A: Permission to retreat; throw a tantrum
The polemics and lightning polarization in today’s world make the sentiment of a tantrum unsavory. The “tantrum” here is inward-facing, not outward-destructive. If you had to keep your composure while people around you do un-people things, you deserve space and time for letting go.
Retreat, decelerate, and when you hit zero, see what’s left: tired, sore, sad, pissed? Do what you need to recoup — even if it means throwing a tantrum with admission for one.
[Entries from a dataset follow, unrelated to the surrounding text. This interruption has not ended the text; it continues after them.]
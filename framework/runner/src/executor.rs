use std::future::Future;

use stampede_core::prelude::{ShutdownHandle, ShutdownSignalError};

#[derive(Debug)]
pub struct Executor {
    runtime: tokio::runtime::Runtime,
    shutdown_handle: ShutdownHandle,
}

impl Executor {
    pub(crate) fn new(runtime: tokio::runtime::Runtime, shutdown_handle: ShutdownHandle) -> Self {
        Self {
            runtime,
            shutdown_handle,
        }
    }

    /// Run async code in place, blocking until it completes.
    ///
    /// Note that the future will be cancelled if the runner is shutdown. You do not need to do anything
    /// special to handle this, but you should be aware that submitting a future which does not support
    /// cancelling may prevent the runner from shutting down.
    pub fn execute_in_place<T>(
        &self,
        fut: impl Future<Output = anyhow::Result<T>>,
    ) -> anyhow::Result<T> {
        let mut shutdown_listener = self.shutdown_handle.new_listener();
        self.runtime.block_on(async move {
            tokio::select! {
                result = fut => result,
                _ = shutdown_listener.wait_for_shutdown() => {
                    Err(anyhow::anyhow!(ShutdownSignalError::default()))
                },
            }
        })
    }

    /// Run async code in place without racing it against the shutdown signal.
    ///
    /// Virtual users use this because they must release their browser session even after a
    /// shutdown, so they observe the signal themselves.
    pub fn block_on<T>(&self, fut: impl Future<Output = T>) -> T {
        self.runtime.block_on(fut)
    }
}
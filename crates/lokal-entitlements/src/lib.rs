//! Lokal Entitlements: plan entitlements, floorplan add-on
//! subscriptions, feature gates, and site key / slug resolution.
//!
//! Every service is generic over the `lokal-core` repository traits and
//! has no dependency on the database crate.

pub mod catalog;
pub mod config;
pub mod entitlements;
pub mod error;
pub mod feature_subscription;
pub mod floorplan;
pub mod gate;
pub mod legal;
pub mod places;
mod redirects;
pub mod site_resolver;
pub mod sites;
pub mod slug_resolver;

pub use catalog::CatalogService;
pub use config::EntitlementsConfig;
pub use entitlements::{Entitlements, EntitlementsService, Usage};
pub use error::EntitlementError;
pub use feature_subscription::{FeatureSubscriptionService, FloorplanEntitlement, FloorplanStatus};
pub use floorplan::FloorplanService;
pub use gate::{FeatureGate, PlaceGates, PlaceUpsellService};
pub use legal::LegalPageService;
pub use places::PlaceService;
pub use site_resolver::{ResolvedSite, SiteResolver};
pub use sites::SiteService;
pub use slug_resolver::{ResolvedSlug, SlugResolver};
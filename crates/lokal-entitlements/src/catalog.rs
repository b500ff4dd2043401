//! Collections of sites and per-site price bands.

use lokal_core::error::{LokalError, LokalResult};
use lokal_core::lang::Lang;
use lokal_core::models::collection::{
    Collection, CollectionItem, CreateCollection, CreateCollectionItem, UpdateCollection,
    UpdateCollectionItem, pick_translation,
};
use lokal_core::models::price_band::{CreatePriceBand, PriceBand, UpdatePriceBand, validate_range};
use lokal_core::repository::{
    CollectionRepository, PaginatedResult, Pagination, PriceBandRepository, SiteRepository,
};
use lokal_core::text::normalize_slug;
use serde::Serialize;
use tracing::info;
use uuid::Uuid;

/// One collection item in a visitor's language.
#[derive(Debug, Clone, PartialEq, Eq, Serialize)]
pub struct PublicCollectionItem {
    pub site_id: Uuid,
    pub site_slug: String,
    pub title: String,
    pub description: Option<String>,
}

/// A collection in a visitor's language. Inactive sites are left out.
#[derive(Debug, Clone, PartialEq, Eq, Serialize)]
pub struct PublicCollection {
    pub slug: String,
    pub lang: Lang,
    pub title: String,
    pub description: Option<String>,
    pub items: Vec<PublicCollectionItem>,
}

fn check_currency(currency: &str) -> LokalResult<()> {
    if currency.len() == 3 && currency.chars().all(|c| c.is_ascii_uppercase()) {
        Ok(())
    } else {
        Err(LokalError::validation(format!(
            "currency must be a three-letter ISO code, got {currency:?}"
        )))
    }
}

pub struct CatalogService<S, C, B>
where
    S: SiteRepository,
    C: CollectionRepository,
    B: PriceBandRepository,
{
    site_repo: S,
    collection_repo: C,
    price_band_repo: B,
}

impl<S, C, B> CatalogService<S, C, B>
where
    S: SiteRepository,
    C: CollectionRepository,
    B: PriceBandRepository,
{
    pub fn new(site_repo: S, collection_repo: C, price_band_repo: B) -> Self {
        Self {
            site_repo,
            collection_repo,
            price_band_repo,
        }
    }

    // -- Collections ---------------------------------------------------------

    pub async fn create_collection(&self, input: CreateCollection) -> LokalResult<Collection> {
        if normalize_slug(&input.slug) != input.slug || input.slug.is_empty() {
            return Err(LokalError::validation("collection slug must be normalized"));
        }
        let collection = self.collection_repo.create(input).await?;
        info!(id = %collection.id, slug = %collection.slug, "Collection created");
        Ok(collection)
    }

    pub async fn get_collection(&self, id: Uuid) -> LokalResult<Collection> {
        self.collection_repo.get_by_id(id).await
    }

    pub async fn update_collection(&self, id: Uuid, input: UpdateCollection) -> LokalResult<Collection> {
        if let Some(slug) = &input.slug {
            if normalize_slug(slug) != *slug || slug.is_empty() {
                return Err(LokalError::validation("collection slug must be normalized"));
            }
        }
        self.collection_repo.update(id, input).await
    }

    pub async fn delete_collection(&self, id: Uuid) -> LokalResult<()> {
        self.collection_repo.delete(id).await
    }

    pub async fn list_collections(
        &self,
        pagination: Pagination,
    ) -> LokalResult<PaginatedResult<Collection>> {
        self.collection_repo.list(pagination).await
    }

    pub async fn add_item(
        &self,
        collection_id: Uuid,
        input: CreateCollectionItem,
    ) -> LokalResult<CollectionItem> {
        self.collection_repo.get_by_id(collection_id).await?;
        self.site_repo.get_by_id(input.site_id).await?;
        self.collection_repo.add_item(collection_id, input).await
    }

    pub async fn update_item(
        &self,
        collection_id: Uuid,
        item_id: Uuid,
        input: UpdateCollectionItem,
    ) -> LokalResult<CollectionItem> {
        self.collection_repo
            .update_item(collection_id, item_id, input)
            .await
    }

    pub async fn remove_item(&self, collection_id: Uuid, item_id: Uuid) -> LokalResult<()> {
        self.collection_repo.remove_item(collection_id, item_id).await
    }

    pub async fn list_items(&self, collection_id: Uuid) -> LokalResult<Vec<CollectionItem>> {
        self.collection_repo.get_by_id(collection_id).await?;
        self.collection_repo.list_items(collection_id).await
    }

    /// An active collection rendered in `lang`, with Hungarian fallback
    /// for titles and descriptions.
    pub async fn public_collection(&self, slug: &str, lang: Lang) -> LokalResult<PublicCollection> {
        let collection = match self.collection_repo.find_by_slug(slug).await? {
            Some(c) if c.is_active => c,
            _ => return Err(LokalError::not_found("collection", slug)),
        };
        let heading = pick_translation(&collection.translations, lang)
            .ok_or_else(|| LokalError::not_found("collection translation", slug))?;

        let mut items = Vec::new();
        for item in self.collection_repo.list_items(collection.id).await? {
            let site = match self.site_repo.get_by_id(item.site_id).await {
                Ok(site) if site.is_active => site,
                Ok(_) | Err(LokalError::NotFound { .. }) => continue,
                Err(err) => return Err(err),
            };
            let (title, description) = match pick_translation(&item.overrides, lang) {
                Some(o) => (o.title.clone(), o.description.clone()),
                None => (site.name.clone(), None),
            };
            items.push(PublicCollectionItem {
                site_id: site.id,
                site_slug: site.slug,
                title,
                description,
            });
        }

        Ok(PublicCollection {
            slug: collection.slug,
            lang,
            title: heading.title.clone(),
            description: heading.description.clone(),
            items,
        })
    }

    // -- Price bands ---------------------------------------------------------

    pub async fn create_price_band(&self, input: CreatePriceBand) -> LokalResult<PriceBand> {
        validate_range(input.min_price, input.max_price)?;
        if let Some(currency) = &input.currency {
            check_currency(currency)?;
        }
        self.site_repo.get_by_id(input.site_id).await?;
        self.price_band_repo.create(input).await
    }

    pub async fn update_price_band(
        &self,
        site_id: Uuid,
        id: Uuid,
        input: UpdatePriceBand,
    ) -> LokalResult<PriceBand> {
        let current = self.price_band_repo.get_by_id(site_id, id).await?;
        validate_range(
            input.min_price.unwrap_or(current.min_price),
            input.max_price.unwrap_or(current.max_price),
        )?;
        if let Some(currency) = &input.currency {
            check_currency(currency)?;
        }
        self.price_band_repo.update(site_id, id, input).await
    }

    pub async fn delete_price_band(&self, site_id: Uuid, id: Uuid) -> LokalResult<()> {
        self.price_band_repo.delete(site_id, id).await
    }

    pub async fn list_price_bands(&self, site_id: Uuid) -> LokalResult<Vec<PriceBand>> {
        self.price_band_repo.list_by_site(site_id).await
    }
}
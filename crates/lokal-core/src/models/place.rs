//! Place (listed business) domain model.

use chrono::{DateTime, Utc};
use serde::{Deserialize, Serialize};
use uuid::Uuid;

#[derive(Debug, Clone, Serialize, Deserialize, PartialEq)]
pub struct Place {
    pub id: Uuid,
    pub site_id: Uuid,
    pub name: String,
    pub is_featured: bool,
    pub is_active: bool,
    /// Per-place override of the plan's gallery image limit.
    pub gallery_image_limit: Option<u32>,
    pub created_at: DateTime<Utc>,
    pub updated_at: DateTime<Utc>,
}

#[derive(Debug, Clone, Serialize, Deserialize)]
pub struct CreatePlace {
    pub site_id: Uuid,
    pub name: String,
    #[serde(default)]
    pub is_featured: bool,
    pub gallery_image_limit: Option<u32>,
}

#[derive(Debug, Clone, Serialize, Deserialize, Default)]
pub struct UpdatePlace {
    pub name: Option<String>,
    pub is_featured: Option<bool>,
    pub is_active: Option<bool>,
    /// `Some(Some(val))` = set, `Some(None)` = clear, `None` = no change.
    #[serde(default, deserialize_with = "crate::models::double_option")]
    pub gallery_image_limit: Option<Option<u32>>,
}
Think about it like a complete acceptance of all the debase emotions we are told to keep under a rock.
Contemporary society issues adults a behavioral script expecting stoicism and discouraging engagement with so-called “inferior” emotional states. These would be: bitterness, anger, resentment, melancholy, envy, fear, shame, self-pity, loneliness, despair, frustration, etc. They are socially coded as unproductive, unattractive, and regressive, even though they’re just as biologically hardwired and meaningful as joy, love, or excitement.
So suppressing natural affective responses — some of which may present as petulant or deflective — we risk long-term emotional ossification. This has demonstrably backfired.
How many people do you know who never nurture their inner child, live it shamelessly in public?
B. Methods of tantrum/self-indulgence
Toddlers are well documented for their sophisticated tantrums, directed outward for attention. Adults, however, rarely deploy such techniques for personal welfare. Bask in glorified self indulgence because who will do it for you if not yourself?
Personally, I conduct a full-day incommunicado: digital blackout, emptying of emotional receptacles while performing floor-based kinesthetic movements, such as rug angels. Whatever your method, make it 100%. Pay attention to every feeling on the “feelings spectrum” and tantrum responsibly. For example, anger points to boundaries crossed. Envy reveals what we secretly desire. Shame shows us where we’ve confused mistakes with identity. Melancholy and grief remind us of what we’ve loved.
Let them breathe responsibly without weaponizing them at others, and they become signals, stepping stones for a decluttered forward path.
So call it whatever you want. Let you reclaim yourself. It’s always been you, and it still is.